Consultation:  Clinica Viktor Frankl

Universidad Francisco Marroquin

Phyllis Terry Friedman, Ph.D.  

 

Background

I don’t speak Spanish, not the kind you need to be able to read a newspaper or follow a Univision novella, much less converse with colleagues at a university.  I can get around, order food, carry on a rudimentary conversation which impresses people who speak no Spanish at all, but, no, I couldn’t say I speak Spanish.

           I got to Guatemala because of a professor friend who lives there part time.  She convinced our family to come for a visit in 2005, and we all fell in love with the country.  It is beautiful, full of color, the people warm and courteous and gentle, the history sad and complex and full of heart.

           Somehow our University decided it would be good to offer a developmental leave to non-tenure track faculty with regularly renewed contracts.  They said it was good for enhancing the contribution of said faculty to the University.  I said, Okay, sign me up for spring semester.  Because I am older than I like to think, my kids were having adventures and semesters abroad, my friend is there and had university contacts, I loved the country, and I wanted to go somewhere I could make a contribution, I chose Guatemala.  For health reasons I was unable to leave and had to postpone the sabbatical, but my very generous clinical program granted me two weeks of professional leave April 2010. 

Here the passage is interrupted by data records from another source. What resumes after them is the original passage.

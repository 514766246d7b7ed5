use crate::core::metrics::SampleStats;

/// Smallest run length that enters the histogram and the offset list.
pub const DEFAULT_HIST_MIN_LENGTH: usize = 10;

pub const THRESHOLDS: [usize; 3] = [10, 15, 20];

#[derive(Clone, Copy, Debug, Eq, PartialEq)]
pub struct AnalysisConfig {
    pub hist_min_length: usize,
}

impl Default for AnalysisConfig {
    fn default() -> Self {
        Self {
            hist_min_length: DEFAULT_HIST_MIN_LENGTH,
        }
    }
}

#[derive(Clone, Copy, Debug, Eq, PartialEq)]
pub struct PolyRun {
    pub start: usize,
    pub len: usize,
}

impl PolyRun {
    /// Distance from the run to the closer end of a read of `read_len` bases.
    pub fn nearest_end_offset(&self, read_len: usize) -> usize {
        let tail = read_len.saturating_sub(self.start + self.len);
        self.start.min(tail)
    }
}

/// `(run length, read count)` pairs, contiguous from the histogram floor.
pub type HistogramSeries = Vec<(usize, u64)>;

#[derive(Clone, Debug)]
pub struct ReportModel {
    pub config: AnalysisConfig,
    pub samples: Vec<SampleStats>,
    pub combined: HistogramSeries,
}

impl ReportModel {
    pub fn new(config: AnalysisConfig, samples: Vec<SampleStats>) -> Self {
        let combined = combine_histograms(&samples, config.hist_min_length);
        Self {
            config,
            samples,
            combined,
        }
    }

    pub fn total_reads(&self) -> u64 {
        self.samples.iter().map(|s| s.total_reads).sum()
    }
}

fn combine_histograms(samples: &[SampleStats], floor: usize) -> HistogramSeries {
    let Some(max_len) = samples.iter().filter_map(|s| s.histogram.max_length()).max() else {
        return Vec::new();
    };
    (floor..=max_len)
        .map(|len| {
            let count = samples.iter().map(|s| s.histogram.count(len)).sum();
            (len, count)
        })
        .collect()
}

           Thus I entered a new world of consultation, something I’ve not done before, and this one was cross-language and cross-culture.  These two weeks required that I use every skill I’ve developed:  my knowledge about the nuts and bolts of directing a training clinic, the cumulative knowledge I’ve gained about other clinics through APTC, my ability to listen, to be genuine, respectful, to navigate university politics and turf conflicts, to accept that somewhere along the line I probably would step on a landmine of politics and turf conflicts and/or (probably “and”) say something culturally insensitive. 

 

What I Actually Did

The consultation turned out to be the perfect storm of good.  Most everyone spoke English, the Dean, the Clinic Director and Assistant Clinic Director were open and eager for my suggestions, I had things I could offer such as the Guidelines and the Competencies Document, and everyone, including students, agreed that more training and improved supervision (for the supervisors this meant more supervision) was critical.  And everybody was warm and open and friendly.  As a consequence, I had very little navigating to do (what a pleasure!) and could focus on the task. 

           I met with the Dean, the Clinic Director and Assistant Clinic Director, had a group meeting with 6 out of 7 supervisors, and met individually with two supervisors to gather their input on how they saw the program and what changes they would recommend.  A meeting between the Dean, Director, Assistant Director and students was also held at this time to obtain input from students.

           I then worked with the Dean, the Clinic Director and Assistant Clinic Director to identify ways to enhance training.  Currently students train one year in the clinic for 300 face-to-face hours and receive ½ hour of supervision per week.  The challenge was identify what was needed then pick changes that were doable.  We decided on several program options such as additional training hours, more supervision time, adding pre-practicum training activities, audio/video taping, and student mentors for new students.  I would focus on enhancing the quality of supervision. 

           I proposed developing a supervisor certificate program, similar to the Teaching Certificate we have at Saint Louis University (who knew that idea would come in handy), and the university President, Dean, the Clinic Director and Assistant Clinic Director were all enthusiastic.  You may notice that I have not mentioned supervisors as part of the enthusiastic group.  The certificate is a top-down decision, to be presented as a requirement of those who supervise in the program.  I will develop the program as part of my sabbatical this coming spring, and present it in two three-day training sessions.

 

Landmines Ahead

Most supervisors are psychoanalytic and entrenched in the Lacanian persuasion 

I’m not sure of the supervisor buy-in

I know it’s only a matter of time before I misread the politics and/or say something culturally insensitive.  Probably “and.”